§ Task to carry out: Throughout the records below, find each line holding "await" and copy it.

§ Data extracted from a collection:
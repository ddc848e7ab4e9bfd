mod common;

use common::ann_and_bo;
use employee_directory::data::employee::EmployeeStore;
use employee_directory::data::filter_pipeline::{DepartmentFilter, FilterState, StatusFilter};
use employee_directory::directory_state::DirectoryState;

fn ids(state: &DirectoryState) -> Vec<u32> {
    state.view().records().map(|r| r.id).collect()
}

#[test]
fn test_every_input_change_refreshes_view() {
    let mut state = DirectoryState::new(ann_and_bo());
    assert_eq!(ids(&state), vec![1, 2]);

    state.set_status(StatusFilter::Active);
    assert_eq!(ids(&state), vec![1]);

    state.set_status(StatusFilter::All);
    state.set_search_text("bo");
    assert_eq!(ids(&state), vec![2]);

    state.set_search_text("");
    state.set_department(DepartmentFilter::parse("Eng"));
    assert_eq!(ids(&state), vec![2]);
}

#[test]
fn test_reset_restores_everything() {
    let mut state = DirectoryState::new(EmployeeStore::embedded().unwrap());
    let total = state.view().total_count();

    state.set_search_text("zzz-no-match");
    state.set_department(DepartmentFilter::parse("Sales"));
    assert!(state.view().is_empty());
    assert_eq!(state.summary(), format!("Showing 0 of {} employees", total));

    state.reset_filters();
    assert!(state.filter().is_default());
    assert_eq!(state.view().row_count(), total);
}

#[test]
fn test_department_cycle_walks_options_and_wraps() {
    let mut state = DirectoryState::new(ann_and_bo());
    assert_eq!(state.departments(), ["All", "Eng", "HR"]);

    state.cycle_department(true);
    assert_eq!(state.filter().department.as_str(), "Eng");
    state.cycle_department(true);
    assert_eq!(state.filter().department.as_str(), "HR");
    state.cycle_department(true);
    assert_eq!(state.filter().department, DepartmentFilter::All);

    state.cycle_department(false);
    assert_eq!(state.filter().department.as_str(), "HR");
    assert_eq!(ids(&state), vec![1]);
}

#[test]
fn test_status_cycle() {
    let mut state = DirectoryState::new(ann_and_bo());

    state.cycle_status(true);
    assert_eq!(state.filter().status, StatusFilter::Active);
    state.cycle_status(true);
    assert_eq!(state.filter().status, StatusFilter::Inactive);
    assert_eq!(ids(&state), vec![2]);
    state.cycle_status(true);
    assert_eq!(state.filter().status, StatusFilter::All);
    state.cycle_status(false);
    assert_eq!(state.filter().status, StatusFilter::Inactive);
}

#[test]
fn test_with_filter_applies_immediately() {
    let filter = FilterState::new("ann", DepartmentFilter::All, StatusFilter::Inactive);
    let state = DirectoryState::with_filter(ann_and_bo(), filter.clone());

    assert_eq!(state.filter(), &filter);
    // Bo matches through his manager field
    assert_eq!(ids(&state), vec![2]);
}
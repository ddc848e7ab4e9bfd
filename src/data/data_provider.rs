//! Data provider trait for abstracting row access
//!
//! The table renderer and the plain-text printer only need formatted
//! strings; they never see `EmployeeRecord` directly.

use std::fmt::Debug;

/// Sort order for columns
#[derive(Debug, Clone, Copy, PartialEq, Eq)]
pub enum SortOrder {
    Ascending,
    Descending,
}

impl SortOrder {
    pub fn indicator(&self) -> &'static str {
        match self {
            SortOrder::Ascending => " ↑",
            SortOrder::Descending => " ↓",
        }
    }
}

/// Core trait for read-only data access
pub trait DataProvider: Debug {
    /// Get a single formatted row by index.
    /// Returns None if the index is out of bounds
    fn get_row(&self, index: usize) -> Option<Vec<String>>;

    fn get_column_names(&self) -> Vec<String>;

    fn get_row_count(&self) -> usize;

    fn get_column_count(&self) -> usize {
        self.get_column_names().len()
    }

    /// Rows `start..start + count`, clipped to the available data
    fn get_visible_rows(&self, start: usize, count: usize) -> Vec<Vec<String>> {
        let end = (start + count).min(self.get_row_count());
        (start..end).filter_map(|i| self.get_row(i)).collect()
    }
}
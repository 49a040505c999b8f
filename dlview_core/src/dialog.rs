//! File-dialog message rendering.
//!
//! The UI shell owns the dialogs themselves; this module only fills the
//! localized templates. Templates take a single `%s` path argument.

use std::path::Path;

use crate::locale::LocaleTable;

/// "Saved successfully" message for the given destination path.
pub fn saved_message(table: &LocaleTable, path: &Path) -> String {
    substitute(table.file_saved_as, path)
}

/// "Save failed" message — recoverable, user-visible, never fatal.
pub fn save_failed_message(table: &LocaleTable, path: &Path) -> String {
    substitute(table.save_failed, path)
}

/// Download-start failure message. The shell shows this and returns the
/// dialog to the Ready state.
pub fn start_failed_message(table: &LocaleTable) -> String {
    table.start_failed.to_string()
}

fn substitute(template: &str, path: &Path) -> String {
    template.replacen("%s", &path.display().to_string(), 1)
}

#[cfg(test)]
mod tests {
    use super::*;
    use crate::locale::{EN, RU};
    use std::path::PathBuf;

    #[test]
    fn saved_message_substitutes_the_path() {
        let path = PathBuf::from("Downloads/file.zip");
        assert_eq!(
            saved_message(&EN, &path),
            "File saved as Downloads/file.zip"
        );
        assert_eq!(
            saved_message(&RU, &path),
            "Файл сохранён как Downloads/file.zip"
        );
    }

    #[test]
    fn save_failed_message_substitutes_the_path() {
        let path = PathBuf::from("/readonly/file.zip");
        assert_eq!(
            save_failed_message(&EN, &path),
            "Could not save file /readonly/file.zip"
        );
    }

    #[test]
    fn substitution_replaces_only_the_placeholder() {
        let path = PathBuf::from("a%sb");
        // A path containing "%s" must not be re-expanded.
        assert_eq!(substitute("got %s", &path), "got a%sb");
    }
}
use tokio::sync::mpsc;

use crate::color::{color_for, ColorScheme};
use crate::config::{ErrorTextPolicy, PresentationConfig};
use crate::locale::LocaleTable;
use crate::types::{TransferMetrics, TransferState, TransferTick};

use super::format::{format_status, StatusStyle};
use super::frame::StatusFrame;
use super::observer::StatusObserver;

/// Consumes `Result<TransferTick, String>` from the progress channel,
/// renders each tick into a `StatusFrame`, and fans out to all
/// registered observers.
///
/// # Lifecycle
///
/// | Channel message        | Observer method called       |
/// |------------------------|------------------------------|
/// | `Ok(TransferTick)`     | `on_frame(&frame)`           |
/// | `Err(String)`          | `on_error(&msg)` then stops  |
/// | Channel closed (no err)| `on_complete(&final_frame)`  |
///
/// The feed remembers the last Ready/Downloading line so the
/// `ErrorTextPolicy::ReuseLast` policy can keep the text on screen and
/// switch only the color when the engine reports an error.
pub struct StatusFeed {
    observers: Vec<Box<dyn StatusObserver>>,
    table: &'static LocaleTable,
    style: StatusStyle,
    scheme: ColorScheme,
    error_text: ErrorTextPolicy,
    last_text: Option<String>,
}

impl StatusFeed {
    pub fn new(config: &PresentationConfig) -> Self {
        Self {
            observers: Vec::new(),
            table: config.table(),
            style: config.status,
            scheme: config.colors,
            error_text: config.error_text,
            last_text: None,
        }
    }

    /// Register an observer. Must be called before `run()`.
    pub fn add_observer(&mut self, observer: Box<dyn StatusObserver>) {
        self.observers.push(observer);
    }

    /// Consume ticks until the channel closes or an error arrives.
    pub async fn run(mut self, mut tick_rx: mpsc::Receiver<Result<TransferTick, String>>) {
        while let Some(msg) = tick_rx.recv().await {
            match msg {
                Ok(tick) => {
                    let frame = self.render(tick);
                    log::trace!("status frame: {:?} {}", frame.state, frame.color);
                    for observer in &self.observers {
                        observer.on_frame(&frame).await;
                    }
                }
                Err(error) => {
                    log::debug!("transfer error on feed channel: {}", error);
                    for observer in &self.observers {
                        observer.on_error(&error).await;
                    }
                    return; // stop processing after error
                }
            }
        }
        // Channel closed cleanly — all senders dropped, no error received
        self.finish().await;
    }

    /// Render a single tick into a frame, honoring the error-text policy.
    fn render(&mut self, tick: TransferTick) -> StatusFrame {
        let text = match (tick.state, self.error_text) {
            (TransferState::Error, ErrorTextPolicy::ReuseLast) => self
                .last_text
                .clone()
                .unwrap_or_else(|| {
                    format_status(tick.state, &tick.metrics, self.table, &self.style)
                }),
            _ => format_status(tick.state, &tick.metrics, self.table, &self.style),
        };

        if matches!(
            tick.state,
            TransferState::Ready | TransferState::Downloading
        ) {
            self.last_text = Some(text.clone());
        }

        StatusFrame {
            state: tick.state,
            text,
            color: color_for(tick.state, &self.scheme),
        }
    }

    /// Finalize: render a Complete frame and notify all observers.
    async fn finish(self) {
        let metrics = TransferMetrics::default();
        let frame = StatusFrame {
            state: TransferState::Complete,
            text: format_status(TransferState::Complete, &metrics, self.table, &self.style),
            color: color_for(TransferState::Complete, &self.scheme),
        };
        for observer in &self.observers {
            observer.on_complete(&frame).await;
        }
    }
}
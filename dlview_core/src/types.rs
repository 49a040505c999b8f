use serde::{Deserialize, Serialize};

/// State of the current transfer as reported by the transfer engine.
///
/// This crate never transitions the state itself — it renders whatever
/// state the engine says it is in.
#[derive(Debug, Clone, Copy, PartialEq, Eq, Serialize, Deserialize)]
pub enum TransferState {
    Ready,
    Downloading,
    Complete,
    Error,
}

/// Raw transfer metrics for one progress tick. Recomputed by the engine
/// every tick; treated here as a transient value, never stored.
///
/// Both fields are 64-bit so multi-gigabyte transfers cannot overflow.
#[derive(Debug, Clone, Copy, Default, PartialEq, Eq, Serialize, Deserialize)]
pub struct TransferMetrics {
    pub bytes_received: u64,
    pub bytes_per_second: u64,
}

impl TransferMetrics {
    pub fn new(bytes_received: u64, bytes_per_second: u64) -> Self {
        Self {
            bytes_received,
            bytes_per_second,
        }
    }
}

/// One message on the progress channel: the state the engine is in plus
/// the metrics snapshot that goes with it.
#[derive(Debug, Clone, Copy, Serialize, Deserialize)]
pub struct TransferTick {
    pub state: TransferState,
    pub metrics: TransferMetrics,
}

impl TransferTick {
    pub fn new(state: TransferState, metrics: TransferMetrics) -> Self {
        Self { state, metrics }
    }
}
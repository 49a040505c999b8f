use wiremock::matchers::{header, method};
use wiremock::{Mock, MockServer, ResponseTemplate};

use dlview_core::headers::accept_language_headers;
use dlview_core::locale::select_locale;

// ---------------------------------------------------------------
// The header map built from a locale table must reach the wire
// exactly as the transfer engine will send it.
// ---------------------------------------------------------------

#[tokio::test]
async fn test_ru_locale_sends_accept_language_ru() {
    let server = MockServer::start().await;

    Mock::given(method("GET"))
        .and(header("Accept-Language", "ru"))
        .respond_with(ResponseTemplate::new(200))
        .expect(1)
        .mount(&server)
        .await;

    let client = reqwest::Client::builder()
        .default_headers(accept_language_headers(select_locale("ru")))
        .build()
        .unwrap();

    let response = client.get(server.uri()).send().await.unwrap();
    assert_eq!(response.status(), 200);
}

#[tokio::test]
async fn test_unsupported_locale_sends_accept_language_en() {
    let server = MockServer::start().await;

    Mock::given(method("GET"))
        .and(header("Accept-Language", "en"))
        .respond_with(ResponseTemplate::new(200))
        .expect(1)
        .mount(&server)
        .await;

    let client = reqwest::Client::builder()
        .default_headers(accept_language_headers(select_locale("xx")))
        .build()
        .unwrap();

    let response = client.get(server.uri()).send().await.unwrap();
    assert_eq!(response.status(), 200);
}
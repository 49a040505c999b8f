//! The one place where locale choice crosses into the network-facing
//! collaborator: the `Accept-Language` header handed to the transfer
//! engine.

use reqwest::header::{HeaderMap, HeaderValue, ACCEPT_LANGUAGE};

use crate::locale::LocaleTable;

/// Raw newline-terminated header line, for engines that splice header
/// text into the request themselves.
pub fn accept_language_line(table: &LocaleTable) -> String {
    format!("Accept-Language: {}\n", table.accept_language)
}

/// Typed header map for a reqwest-based transfer engine.
pub fn accept_language_headers(table: &LocaleTable) -> HeaderMap {
    let mut headers = HeaderMap::new();
    headers.insert(ACCEPT_LANGUAGE, HeaderValue::from_static(table.accept_language));
    headers
}
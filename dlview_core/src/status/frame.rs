use serde::Serialize;

use crate::color::ProgressColor;
use crate::types::TransferState;

/// One rendered status update: everything the UI shell needs to repaint
/// the status label and the progress bar.
#[derive(Debug, Clone, Serialize)]
pub struct StatusFrame {
    pub state: TransferState,
    /// Status line, padded to the configured width.
    pub text: String,
    pub color: ProgressColor,
}
pub mod buttons;
pub mod color;
pub mod config;
pub mod dialog;
pub mod error;
pub mod headers;
pub mod locale;
pub mod status;
pub mod types;

pub use buttons::ButtonId;
pub use color::{color_for, ColorScheme, ProgressColor};
pub use config::{ErrorTextPolicy, PresentationConfig};
pub use error::ConfigError;
pub use locale::{select_locale, Locale, LocaleTable};
pub use status::feed::StatusFeed;
pub use status::format::{format_status, StatusStyle};
pub use status::frame::StatusFrame;
pub use status::observer::StatusObserver;
pub use types::{TransferMetrics, TransferState, TransferTick};
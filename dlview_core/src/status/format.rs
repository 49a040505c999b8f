//! Status-line formatting.
//!
//! Pure functions from (state, metrics, locale table, style) to the text
//! shown in the status bar. No I/O, no retained state, total for any
//! non-negative inputs.

use serde::{Deserialize, Serialize};

use crate::locale::LocaleTable;
use crate::types::{TransferMetrics, TransferState};

const BYTES_PER_MIB: u64 = 1024 * 1024;
const BYTES_PER_KIB: u64 = 1024;

/// Wide enough for a four-digit megabyte count at a five-digit rate.
pub const DEFAULT_STATUS_WIDTH: usize = 46;

/// Rendering style for status lines.
///
/// `min_width` pads every line with trailing spaces to a stable visual
/// width so a fixed-width status label does not jiggle as the numbers
/// change length. Longer lines are left intact, never truncated.
#[derive(Debug, Clone, Copy, PartialEq, Eq, Serialize, Deserialize)]
#[serde(default)]
pub struct StatusStyle {
    pub min_width: usize,
}

impl Default for StatusStyle {
    fn default() -> Self {
        Self {
            min_width: DEFAULT_STATUS_WIDTH,
        }
    }
}

/// Render the status line for one tick.
///
/// `Ready` and `Complete` use the locale's fixed strings; metrics are
/// ignored. `Downloading` interpolates megabytes received (one truncated
/// decimal digit) and the rate in whole KB/s (truncated). `Error` renders
/// the locale's fixed error string — callers that want the
/// reuse-last-text policy instead go through `StatusFeed`, which owns the
/// necessary memory of the previous line.
pub fn format_status(
    state: TransferState,
    metrics: &TransferMetrics,
    table: &LocaleTable,
    style: &StatusStyle,
) -> String {
    let line = match state {
        TransferState::Ready => table.status_ready.to_string(),
        TransferState::Complete => table.status_complete.to_string(),
        TransferState::Error => table.status_error.to_string(),
        TransferState::Downloading => downloading_line(metrics, table),
    };
    pad(line, style.min_width)
}

fn downloading_line(metrics: &TransferMetrics, table: &LocaleTable) -> String {
    let whole_mb = metrics.bytes_received / BYTES_PER_MIB;
    // Truncated tenths of a megabyte. The remainder is < 2^20 so the
    // multiply cannot overflow even for u64::MAX byte counts.
    let tenths_mb = (metrics.bytes_received % BYTES_PER_MIB) * 10 / BYTES_PER_MIB;
    let kb_per_sec = metrics.bytes_per_second / BYTES_PER_KIB;

    format!(
        "{}{}.{}{}{}{}",
        table.downloading_prefix,
        whole_mb,
        tenths_mb,
        table.downloading_mid,
        kb_per_sec,
        table.downloading_suffix
    )
}

fn pad(mut line: String, min_width: usize) -> String {
    let len = line.chars().count();
    if len < min_width {
        line.extend(std::iter::repeat(' ').take(min_width - len));
    }
    line
}
//! Probe binary for the ODMR board photon counter.
//!
//! Connects over TCP, runs a number of start/poll cycles at a fixed
//! integration time and logs each count.

use std::time::Duration;

use anyhow::Result;
use clap::Parser;
use hardware::odmr::{
    AcquisitionClient, ClientSettings, PhotonCounter, RequestSettings, DEFAULT_ODMR_ADDR,
};
use tracing::{info, warn};

/// ODMR photon counter probe
#[derive(Parser, Debug)]
#[command(name = "odmr_probe")]
#[command(version)]
struct Args {
    /// Board address (host:port)
    #[arg(long, default_value = DEFAULT_ODMR_ADDR)]
    addr: String,

    /// Integration time in seconds
    #[arg(short, long, default_value = "0.1")]
    integration: f64,

    /// Number of measurements
    #[arg(short, long, default_value = "5")]
    count: u32,
}

fn main() -> Result<()> {
    tracing_subscriber::fmt::init();

    let args = Args::parse();
    let integration = Duration::try_from_secs_f64(args.integration)?;

    info!("Connecting to ODMR board at {}...", args.addr);
    let mut client = AcquisitionClient::connect(args.addr.as_str(), ClientSettings::default())?;
    let request = RequestSettings::default().request_for(integration);

    for i in 0..args.count {
        match client.measure(&request, integration) {
            Ok(result) if result.valid => info!("#{i}: {} photons", result.photon_count),
            Ok(_) => warn!("#{i}: no counts reported"),
            Err(e) => warn!("#{i}: measurement failed: {e}"),
        }
    }

    client.close();
    Ok(())
}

§ Written response:
        while let Some(msg) = tick_rx.recv().await {
                        observer.on_frame(&frame).await;
                        observer.on_error(&error).await;
        self.finish().await;
            observer.on_complete(&frame).await;
    let server = MockServer::start().await;
        .await;
    let response = client.get(server.uri()).send().await.unwrap();
    let server = MockServer::start().await;
        .await;
    let response = client.get(server.uri()).send().await.unwrap();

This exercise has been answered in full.